Exercise objective - Your response should consist of the full data, set down exactly.

%%

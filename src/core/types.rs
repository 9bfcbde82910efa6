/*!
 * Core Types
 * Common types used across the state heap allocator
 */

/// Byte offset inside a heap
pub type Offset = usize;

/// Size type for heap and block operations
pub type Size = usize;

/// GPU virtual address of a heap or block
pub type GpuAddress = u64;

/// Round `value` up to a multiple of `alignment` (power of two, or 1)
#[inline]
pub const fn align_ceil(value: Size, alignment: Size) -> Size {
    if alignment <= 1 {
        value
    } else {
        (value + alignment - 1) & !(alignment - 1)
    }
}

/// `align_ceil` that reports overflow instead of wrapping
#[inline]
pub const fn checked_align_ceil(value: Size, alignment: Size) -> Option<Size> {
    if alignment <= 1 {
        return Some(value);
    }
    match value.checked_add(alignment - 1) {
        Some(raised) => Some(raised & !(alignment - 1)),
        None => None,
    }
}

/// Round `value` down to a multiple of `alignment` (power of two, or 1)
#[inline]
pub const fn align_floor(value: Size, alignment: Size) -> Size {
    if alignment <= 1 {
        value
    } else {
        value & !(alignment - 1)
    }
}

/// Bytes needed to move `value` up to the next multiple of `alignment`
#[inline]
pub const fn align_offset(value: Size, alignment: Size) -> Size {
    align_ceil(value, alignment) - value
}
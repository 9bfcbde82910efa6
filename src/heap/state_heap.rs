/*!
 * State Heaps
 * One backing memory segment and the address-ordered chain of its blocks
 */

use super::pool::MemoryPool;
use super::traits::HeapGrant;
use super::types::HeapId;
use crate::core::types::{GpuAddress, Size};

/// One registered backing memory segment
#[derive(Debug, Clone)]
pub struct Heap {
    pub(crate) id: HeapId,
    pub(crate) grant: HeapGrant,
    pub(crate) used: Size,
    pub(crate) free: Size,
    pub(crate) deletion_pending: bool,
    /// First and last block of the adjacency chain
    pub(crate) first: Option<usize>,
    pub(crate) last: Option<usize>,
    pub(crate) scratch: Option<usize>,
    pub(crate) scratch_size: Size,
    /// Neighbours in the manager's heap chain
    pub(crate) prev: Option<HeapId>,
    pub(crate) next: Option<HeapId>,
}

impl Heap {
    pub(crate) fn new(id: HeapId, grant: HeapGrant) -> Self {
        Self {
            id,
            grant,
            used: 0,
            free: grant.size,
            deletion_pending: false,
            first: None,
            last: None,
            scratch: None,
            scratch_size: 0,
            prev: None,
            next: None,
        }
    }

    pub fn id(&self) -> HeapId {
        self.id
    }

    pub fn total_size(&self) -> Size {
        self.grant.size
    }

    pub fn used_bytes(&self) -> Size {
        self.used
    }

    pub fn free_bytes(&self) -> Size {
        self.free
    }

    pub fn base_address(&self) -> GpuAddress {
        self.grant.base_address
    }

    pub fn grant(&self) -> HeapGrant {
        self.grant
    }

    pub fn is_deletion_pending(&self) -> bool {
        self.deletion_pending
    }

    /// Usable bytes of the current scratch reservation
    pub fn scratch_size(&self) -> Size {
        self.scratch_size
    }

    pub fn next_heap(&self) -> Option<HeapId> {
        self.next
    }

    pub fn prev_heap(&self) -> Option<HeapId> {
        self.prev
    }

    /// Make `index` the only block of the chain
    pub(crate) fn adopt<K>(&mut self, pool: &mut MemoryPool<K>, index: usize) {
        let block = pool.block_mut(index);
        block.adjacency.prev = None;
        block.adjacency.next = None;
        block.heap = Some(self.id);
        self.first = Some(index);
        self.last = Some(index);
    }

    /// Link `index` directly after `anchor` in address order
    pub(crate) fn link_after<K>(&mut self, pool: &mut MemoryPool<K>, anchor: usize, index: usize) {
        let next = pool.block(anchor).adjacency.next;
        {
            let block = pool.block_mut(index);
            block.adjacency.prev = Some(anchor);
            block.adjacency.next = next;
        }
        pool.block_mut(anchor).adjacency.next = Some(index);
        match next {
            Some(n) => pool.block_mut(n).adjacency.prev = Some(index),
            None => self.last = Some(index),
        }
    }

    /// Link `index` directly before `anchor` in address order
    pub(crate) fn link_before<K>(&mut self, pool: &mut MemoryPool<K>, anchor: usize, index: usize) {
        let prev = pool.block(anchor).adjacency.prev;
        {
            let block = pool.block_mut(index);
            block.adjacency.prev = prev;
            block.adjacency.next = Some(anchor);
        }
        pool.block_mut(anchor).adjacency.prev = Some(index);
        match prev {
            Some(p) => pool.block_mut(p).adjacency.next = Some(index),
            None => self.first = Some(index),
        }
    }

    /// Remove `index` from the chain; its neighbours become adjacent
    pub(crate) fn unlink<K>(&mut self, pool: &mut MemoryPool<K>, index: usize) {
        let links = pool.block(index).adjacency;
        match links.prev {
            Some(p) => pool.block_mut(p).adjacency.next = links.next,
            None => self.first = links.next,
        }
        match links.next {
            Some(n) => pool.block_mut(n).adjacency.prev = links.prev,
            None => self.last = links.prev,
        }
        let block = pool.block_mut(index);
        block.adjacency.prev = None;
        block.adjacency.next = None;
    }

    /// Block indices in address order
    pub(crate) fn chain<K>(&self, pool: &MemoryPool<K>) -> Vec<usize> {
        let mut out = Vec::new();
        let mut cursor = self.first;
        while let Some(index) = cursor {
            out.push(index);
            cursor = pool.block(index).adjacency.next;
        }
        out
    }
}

%%

Your solution -
filename src/core/types.rs
repository 9bfcbde82910efa6
/*!
 * Core Types
 * Common types used across the state heap allocator
 */

/// Byte offset inside a heap
pub type Offset = usize;

/// Size type for heap and block operations
pub type Size = usize;

/// GPU virtual address of a heap or block
pub type GpuAddress = u64;

/// Round `value` up to a multiple of `alignment` (power of two, or 1)
#[inline]
pub const fn align_ceil(value: Size, alignment: Size) -> Size {
    if alignment <= 1 {
        value
    } else {
        (value + alignment - 1) & !(alignment - 1)
    }
}

/// `align_ceil` that reports overflow instead of wrapping
#[inline]
pub const fn checked_align_ceil(value: Size, alignment: Size) -> Option<Size> {
    if alignment <= 1 {
        return Some(value);
    }
    match value.checked_add(alignment - 1) {
        Some(raised) => Some(raised & !(alignment - 1)),
        None => None,
    }
}

/// Round `value` down to a multiple of `alignment` (power of two, or 1)
#[inline]
pub const fn align_floor(value: Size, alignment: Size) -> Size {
    if alignment <= 1 {
        value
    } else {
        value & !(alignment - 1)
    }
}

/// Bytes needed to move `value` up to the next multiple of `alignment`
#[inline]
pub const fn align_offset(value: Size, alignment: Size) -> Size {
    align_ceil(value, alignment) - value
}
repository 9bfcbde82910efa6
filename src/heap/state_heap.rs
/*!
 * State Heaps
 * One backing memory segment and the address-ordered chain of its blocks
 */

use super::pool::MemoryPool;
use super::traits::HeapGrant;
use super::types::HeapId;
use crate::core::types::{GpuAddress, Size};

/// One registered backing memory segment
#[derive(Debug, Clone)]
pub struct Heap {
    pub(crate) id: HeapId,
    pub(crate) grant: HeapGrant,
    pub(crate) used: Size,
    pub(crate) free: Size,
    pub(crate) deletion_pending: bool,
    /// First and last block of the adjacency chain
    pub(crate) first: Option<usize>,
    pub(crate) last: Option<usize>,
    pub(crate) scratch: Option<usize>,
    pub(crate) scratch_size: Size,
    /// Neighbours in the manager's heap chain
    pub(crate) prev: Option<HeapId>,
    pub(crate) next: Option<HeapId>,
}

impl Heap {
    pub(crate) fn new(id: HeapId, grant: HeapGrant) -> Self {
        Self {
            id,
            grant,
            used: 0,
            free: grant.size,
            deletion_pending: false,
            first: None,
            last: None,
            scratch: None,
            scratch_size: 0,
            prev: None,
            next: None,
        }
    }

    pub fn id(&self) -> HeapId {
        self.id
    }

    pub fn total_size(&self) -> Size {
        self.grant.size
    }

    pub fn used_bytes(&self) -> Size {
        self.used
    }

    pub fn free_bytes(&self) -> Size {
        self.free
    }

    pub fn base_address(&self) -> GpuAddress {
        self.grant.base_address
    }

    pub fn grant(&self) -> HeapGrant {
        self.grant
    }

    pub fn is_deletion_pending(&self) -> bool {
        self.deletion_pending
    }

    /// Usable bytes of the current scratch reservation
    pub fn scratch_size(&self) -> Size {
        self.scratch_size
    }

    pub fn next_heap(&self) -> Option<HeapId> {
        self.next
    }

    pub fn prev_heap(&self) -> Option<HeapId> {
        self.prev
    }

    /// Make `index` the only block of the chain
    pub(crate) fn adopt<K>(&mut self, pool: &mut MemoryPool<K>, index: usize) {
        let block = pool.block_mut(index);
        block.adjacency.prev = None;
        block.adjacency.next = None;
        block.heap = Some(self.id);
        self.first = Some(index);
        self.last = Some(index);
    }

    /// Link `index` directly after `anchor` in address order
    pub(crate) fn link_after<K>(&mut self, pool: &mut MemoryPool<K>, anchor: usize, index: usize) {
        let next = pool.block(anchor).adjacency.next;
        {
            let block = pool.block_mut(index);
            block.adjacency.prev = Some(anchor);
            block.adjacency.next = next;
        }
        pool.block_mut(anchor).adjacency.next = Some(index);
        match next {
            Some(n) => pool.block_mut(n).adjacency.prev = Some(index),
            None => self.last = Some(index),
        }
    }

    /// Link `index` directly before `anchor` in address order
    pub(crate) fn link_before<K>(&mut self, pool: &mut MemoryPool<K>, anchor: usize, index: usize) {
        let prev = pool.block(anchor).adjacency.prev;
        {
            let block = pool.block_mut(index);
            block.adjacency.prev = prev;
            block.adjacency.next = Some(anchor);
        }
        pool.block_mut(anchor).adjacency.prev = Some(index);
        match prev {
            Some(p) => pool.block_mut(p).adjacency.next = Some(index),
            None => self.first = Some(index),
        }
    }

    /// Remove `index` from the chain; its neighbours become adjacent
    pub(crate) fn unlink<K>(&mut self, pool: &mut MemoryPool<K>, index: usize) {
        let links = pool.block(index).adjacency;
        match links.prev {
            Some(p) => pool.block_mut(p).adjacency.next = links.next,
            None => self.first = links.next,
        }
        match links.next {
            Some(n) => pool.block_mut(n).adjacency.prev = links.prev,
            None => self.last = links.prev,
        }
        let block = pool.block_mut(index);
        block.adjacency.prev = None;
        block.adjacency.next = None;
    }

    /// Block indices in address order
    pub(crate) fn chain<K>(&self, pool: &MemoryPool<K>) -> Vec<usize> {
        let mut out = Vec::new();
        let mut cursor = self.first;
        while let Some(index) = cursor {
            out.push(index);
            cursor = pool.block(index).adjacency.next;
        }
        out
    }
}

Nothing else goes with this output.